* To do:
Below are some entries. Count the lines where "super" appears and state only that number.

[Stored data]
+ + + + + + +
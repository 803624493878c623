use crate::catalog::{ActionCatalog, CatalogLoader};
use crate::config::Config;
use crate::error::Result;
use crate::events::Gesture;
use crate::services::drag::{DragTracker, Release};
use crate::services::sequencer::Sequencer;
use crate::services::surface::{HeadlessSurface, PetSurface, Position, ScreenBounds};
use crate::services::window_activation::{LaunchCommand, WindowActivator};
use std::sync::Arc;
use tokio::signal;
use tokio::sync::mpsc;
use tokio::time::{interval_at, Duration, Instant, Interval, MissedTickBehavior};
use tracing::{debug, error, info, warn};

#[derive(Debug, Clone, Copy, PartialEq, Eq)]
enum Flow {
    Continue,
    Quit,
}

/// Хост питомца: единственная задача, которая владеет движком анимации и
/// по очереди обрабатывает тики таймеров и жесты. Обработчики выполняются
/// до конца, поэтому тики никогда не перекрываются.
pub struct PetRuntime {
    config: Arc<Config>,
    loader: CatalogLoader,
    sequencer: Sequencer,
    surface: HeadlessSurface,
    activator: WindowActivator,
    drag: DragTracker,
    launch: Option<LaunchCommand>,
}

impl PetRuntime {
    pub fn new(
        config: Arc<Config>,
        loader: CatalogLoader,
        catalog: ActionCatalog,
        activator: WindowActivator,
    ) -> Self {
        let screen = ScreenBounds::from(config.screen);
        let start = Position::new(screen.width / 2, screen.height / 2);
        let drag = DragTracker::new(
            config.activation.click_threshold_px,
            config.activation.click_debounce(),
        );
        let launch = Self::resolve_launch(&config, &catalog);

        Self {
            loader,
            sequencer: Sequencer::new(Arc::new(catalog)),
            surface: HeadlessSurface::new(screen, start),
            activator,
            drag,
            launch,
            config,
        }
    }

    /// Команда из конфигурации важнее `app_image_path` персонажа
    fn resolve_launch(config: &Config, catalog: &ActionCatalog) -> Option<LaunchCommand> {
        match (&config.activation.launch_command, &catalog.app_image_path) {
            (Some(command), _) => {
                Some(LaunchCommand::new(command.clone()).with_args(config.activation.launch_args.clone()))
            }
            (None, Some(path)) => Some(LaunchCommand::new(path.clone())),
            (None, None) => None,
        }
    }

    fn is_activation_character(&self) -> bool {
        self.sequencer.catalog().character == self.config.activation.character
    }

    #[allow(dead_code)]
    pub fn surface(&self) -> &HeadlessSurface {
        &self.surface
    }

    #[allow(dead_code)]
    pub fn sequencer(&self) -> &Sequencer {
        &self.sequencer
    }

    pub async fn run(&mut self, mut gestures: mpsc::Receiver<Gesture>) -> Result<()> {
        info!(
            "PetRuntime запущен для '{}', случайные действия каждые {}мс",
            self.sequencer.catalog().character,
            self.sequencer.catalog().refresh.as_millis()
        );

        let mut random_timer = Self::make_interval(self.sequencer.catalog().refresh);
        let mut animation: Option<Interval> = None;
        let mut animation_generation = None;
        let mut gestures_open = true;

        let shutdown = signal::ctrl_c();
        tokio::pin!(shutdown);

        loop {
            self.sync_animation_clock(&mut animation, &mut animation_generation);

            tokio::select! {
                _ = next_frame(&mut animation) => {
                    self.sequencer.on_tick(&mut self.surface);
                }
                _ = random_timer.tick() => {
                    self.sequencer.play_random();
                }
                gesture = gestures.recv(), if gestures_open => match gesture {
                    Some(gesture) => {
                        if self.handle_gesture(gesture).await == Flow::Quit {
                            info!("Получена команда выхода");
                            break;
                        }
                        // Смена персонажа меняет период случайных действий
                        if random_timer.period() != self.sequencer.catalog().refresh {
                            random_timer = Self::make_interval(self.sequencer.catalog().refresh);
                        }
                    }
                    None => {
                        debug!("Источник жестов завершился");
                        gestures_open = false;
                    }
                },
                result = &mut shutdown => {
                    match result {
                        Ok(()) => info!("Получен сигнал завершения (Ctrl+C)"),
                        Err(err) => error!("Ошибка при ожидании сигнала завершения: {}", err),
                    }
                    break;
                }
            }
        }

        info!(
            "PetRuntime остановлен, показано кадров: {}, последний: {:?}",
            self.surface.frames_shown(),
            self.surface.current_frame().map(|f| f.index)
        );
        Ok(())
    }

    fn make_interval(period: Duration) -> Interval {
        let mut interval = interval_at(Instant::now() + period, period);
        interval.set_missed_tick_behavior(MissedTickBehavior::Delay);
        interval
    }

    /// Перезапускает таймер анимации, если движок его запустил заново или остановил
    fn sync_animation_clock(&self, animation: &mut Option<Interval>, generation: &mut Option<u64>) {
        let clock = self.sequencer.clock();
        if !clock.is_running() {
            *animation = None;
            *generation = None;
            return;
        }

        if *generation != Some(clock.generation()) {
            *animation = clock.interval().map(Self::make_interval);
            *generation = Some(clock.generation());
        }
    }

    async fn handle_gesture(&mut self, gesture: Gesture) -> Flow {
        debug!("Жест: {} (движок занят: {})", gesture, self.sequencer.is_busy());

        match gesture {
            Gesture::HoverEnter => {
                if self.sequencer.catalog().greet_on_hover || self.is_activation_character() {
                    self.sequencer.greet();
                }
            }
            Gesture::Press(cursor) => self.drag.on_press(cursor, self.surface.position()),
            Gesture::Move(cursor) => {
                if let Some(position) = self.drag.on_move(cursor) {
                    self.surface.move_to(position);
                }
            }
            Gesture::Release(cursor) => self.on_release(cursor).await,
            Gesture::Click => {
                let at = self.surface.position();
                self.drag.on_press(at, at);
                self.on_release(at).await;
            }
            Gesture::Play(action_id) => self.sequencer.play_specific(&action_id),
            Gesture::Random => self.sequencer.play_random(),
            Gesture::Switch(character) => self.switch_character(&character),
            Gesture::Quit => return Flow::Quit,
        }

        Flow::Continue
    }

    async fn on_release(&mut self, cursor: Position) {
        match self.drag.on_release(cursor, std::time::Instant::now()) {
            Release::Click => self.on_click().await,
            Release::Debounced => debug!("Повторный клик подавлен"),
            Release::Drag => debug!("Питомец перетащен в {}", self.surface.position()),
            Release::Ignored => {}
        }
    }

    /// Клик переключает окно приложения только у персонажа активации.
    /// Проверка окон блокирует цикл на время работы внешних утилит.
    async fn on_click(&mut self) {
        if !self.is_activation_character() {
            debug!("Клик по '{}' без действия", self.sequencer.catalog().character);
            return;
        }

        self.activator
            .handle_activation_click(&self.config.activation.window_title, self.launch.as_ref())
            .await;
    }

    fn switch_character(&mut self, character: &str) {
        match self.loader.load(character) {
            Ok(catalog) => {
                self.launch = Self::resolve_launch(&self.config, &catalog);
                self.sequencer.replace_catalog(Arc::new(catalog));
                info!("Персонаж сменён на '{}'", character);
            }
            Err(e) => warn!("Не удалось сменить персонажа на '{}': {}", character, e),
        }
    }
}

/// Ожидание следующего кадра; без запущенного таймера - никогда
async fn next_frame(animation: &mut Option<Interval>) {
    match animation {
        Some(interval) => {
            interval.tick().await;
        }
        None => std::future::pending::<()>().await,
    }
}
+ + + + + + +
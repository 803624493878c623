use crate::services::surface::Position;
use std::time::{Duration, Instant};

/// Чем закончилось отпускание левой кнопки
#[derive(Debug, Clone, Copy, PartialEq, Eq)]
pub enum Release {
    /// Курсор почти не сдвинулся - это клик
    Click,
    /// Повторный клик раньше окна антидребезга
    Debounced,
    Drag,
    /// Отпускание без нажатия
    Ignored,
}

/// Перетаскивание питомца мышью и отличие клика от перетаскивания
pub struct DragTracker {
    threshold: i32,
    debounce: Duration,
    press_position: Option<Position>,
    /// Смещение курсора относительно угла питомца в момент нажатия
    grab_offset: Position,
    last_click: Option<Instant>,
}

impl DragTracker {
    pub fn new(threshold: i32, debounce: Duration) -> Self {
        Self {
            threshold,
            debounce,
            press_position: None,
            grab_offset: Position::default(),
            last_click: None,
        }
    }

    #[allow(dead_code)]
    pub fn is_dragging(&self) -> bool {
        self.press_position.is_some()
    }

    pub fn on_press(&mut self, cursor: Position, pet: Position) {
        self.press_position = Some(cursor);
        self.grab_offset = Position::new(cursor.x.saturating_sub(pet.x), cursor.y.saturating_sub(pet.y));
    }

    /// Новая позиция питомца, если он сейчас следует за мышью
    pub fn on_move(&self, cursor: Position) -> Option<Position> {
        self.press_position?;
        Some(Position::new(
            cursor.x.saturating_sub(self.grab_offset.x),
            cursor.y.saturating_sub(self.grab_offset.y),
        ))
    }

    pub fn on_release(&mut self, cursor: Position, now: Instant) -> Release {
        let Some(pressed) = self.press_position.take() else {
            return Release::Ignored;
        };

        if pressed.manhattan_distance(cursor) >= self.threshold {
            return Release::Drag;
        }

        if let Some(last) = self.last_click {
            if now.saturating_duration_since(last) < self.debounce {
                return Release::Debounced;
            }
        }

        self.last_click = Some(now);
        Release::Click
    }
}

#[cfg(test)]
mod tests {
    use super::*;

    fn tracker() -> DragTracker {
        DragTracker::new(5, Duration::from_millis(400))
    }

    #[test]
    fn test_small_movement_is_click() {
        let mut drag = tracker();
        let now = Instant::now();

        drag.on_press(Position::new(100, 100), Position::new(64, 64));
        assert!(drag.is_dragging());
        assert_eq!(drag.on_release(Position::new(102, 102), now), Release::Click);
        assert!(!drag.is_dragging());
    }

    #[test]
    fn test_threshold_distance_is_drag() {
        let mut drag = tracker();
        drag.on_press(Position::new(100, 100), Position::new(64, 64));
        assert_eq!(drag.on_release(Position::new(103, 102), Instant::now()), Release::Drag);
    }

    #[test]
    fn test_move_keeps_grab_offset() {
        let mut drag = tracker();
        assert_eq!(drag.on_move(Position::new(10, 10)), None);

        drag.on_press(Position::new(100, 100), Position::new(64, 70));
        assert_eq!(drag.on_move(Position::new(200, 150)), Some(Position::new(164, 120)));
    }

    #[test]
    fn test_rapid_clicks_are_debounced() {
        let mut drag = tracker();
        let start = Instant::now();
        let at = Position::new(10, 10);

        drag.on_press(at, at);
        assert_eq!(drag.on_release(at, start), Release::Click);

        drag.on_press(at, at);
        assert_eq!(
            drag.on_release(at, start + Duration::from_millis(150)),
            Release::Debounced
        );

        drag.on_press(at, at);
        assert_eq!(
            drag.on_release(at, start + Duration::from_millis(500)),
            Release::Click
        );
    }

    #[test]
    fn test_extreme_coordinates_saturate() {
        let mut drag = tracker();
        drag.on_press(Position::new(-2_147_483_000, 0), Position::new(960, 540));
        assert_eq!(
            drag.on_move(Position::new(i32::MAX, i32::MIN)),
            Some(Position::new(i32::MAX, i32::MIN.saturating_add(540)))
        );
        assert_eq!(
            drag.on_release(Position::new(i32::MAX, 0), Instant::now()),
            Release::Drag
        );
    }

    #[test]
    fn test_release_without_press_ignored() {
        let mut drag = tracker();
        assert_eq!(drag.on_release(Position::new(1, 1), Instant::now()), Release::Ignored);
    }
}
+ + + + + + +
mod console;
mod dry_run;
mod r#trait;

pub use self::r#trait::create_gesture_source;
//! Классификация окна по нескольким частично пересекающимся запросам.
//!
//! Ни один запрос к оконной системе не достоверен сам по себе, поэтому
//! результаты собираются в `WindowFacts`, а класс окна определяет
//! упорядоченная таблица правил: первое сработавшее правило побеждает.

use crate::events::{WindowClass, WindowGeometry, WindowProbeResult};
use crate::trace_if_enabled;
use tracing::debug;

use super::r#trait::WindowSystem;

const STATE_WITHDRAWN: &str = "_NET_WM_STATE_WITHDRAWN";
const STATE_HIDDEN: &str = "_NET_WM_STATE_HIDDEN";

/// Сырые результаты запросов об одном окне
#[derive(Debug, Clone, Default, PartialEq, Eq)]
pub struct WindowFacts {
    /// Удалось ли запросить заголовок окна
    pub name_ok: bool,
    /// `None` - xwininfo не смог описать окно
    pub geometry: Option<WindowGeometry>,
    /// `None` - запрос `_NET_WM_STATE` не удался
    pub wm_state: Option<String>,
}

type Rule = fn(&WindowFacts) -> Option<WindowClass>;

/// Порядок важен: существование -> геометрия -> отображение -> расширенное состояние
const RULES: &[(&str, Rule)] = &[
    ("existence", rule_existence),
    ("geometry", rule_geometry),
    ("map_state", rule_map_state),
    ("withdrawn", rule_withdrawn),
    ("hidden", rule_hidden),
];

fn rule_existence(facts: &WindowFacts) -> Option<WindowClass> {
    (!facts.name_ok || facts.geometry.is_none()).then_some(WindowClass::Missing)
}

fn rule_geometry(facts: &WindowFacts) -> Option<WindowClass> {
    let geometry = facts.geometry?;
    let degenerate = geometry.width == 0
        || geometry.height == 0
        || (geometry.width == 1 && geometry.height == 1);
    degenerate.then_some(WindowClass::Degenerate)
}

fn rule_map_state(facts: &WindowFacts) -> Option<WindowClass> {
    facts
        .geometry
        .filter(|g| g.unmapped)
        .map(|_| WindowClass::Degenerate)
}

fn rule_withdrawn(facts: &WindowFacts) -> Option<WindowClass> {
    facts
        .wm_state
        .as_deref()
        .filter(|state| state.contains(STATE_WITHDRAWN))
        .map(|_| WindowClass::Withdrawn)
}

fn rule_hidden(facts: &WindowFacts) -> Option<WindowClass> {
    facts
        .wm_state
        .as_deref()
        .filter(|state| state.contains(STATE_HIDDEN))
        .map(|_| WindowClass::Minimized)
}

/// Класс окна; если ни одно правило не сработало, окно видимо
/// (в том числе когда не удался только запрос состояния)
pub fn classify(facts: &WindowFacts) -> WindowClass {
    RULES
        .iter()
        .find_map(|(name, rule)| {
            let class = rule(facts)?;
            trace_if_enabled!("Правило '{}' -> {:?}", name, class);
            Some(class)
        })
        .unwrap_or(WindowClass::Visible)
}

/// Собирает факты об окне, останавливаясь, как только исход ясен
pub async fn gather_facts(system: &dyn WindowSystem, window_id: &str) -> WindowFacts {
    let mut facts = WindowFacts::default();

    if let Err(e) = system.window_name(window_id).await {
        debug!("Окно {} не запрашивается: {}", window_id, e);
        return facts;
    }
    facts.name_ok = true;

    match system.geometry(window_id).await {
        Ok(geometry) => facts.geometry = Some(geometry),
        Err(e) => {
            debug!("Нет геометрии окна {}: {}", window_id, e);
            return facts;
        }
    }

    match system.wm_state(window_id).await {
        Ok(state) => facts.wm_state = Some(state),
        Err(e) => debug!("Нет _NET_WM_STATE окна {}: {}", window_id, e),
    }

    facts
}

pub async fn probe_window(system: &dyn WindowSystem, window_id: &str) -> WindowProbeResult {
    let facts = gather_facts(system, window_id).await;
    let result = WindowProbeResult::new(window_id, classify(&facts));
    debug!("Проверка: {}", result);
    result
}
+ + + + + + +
* Solution for this task:
2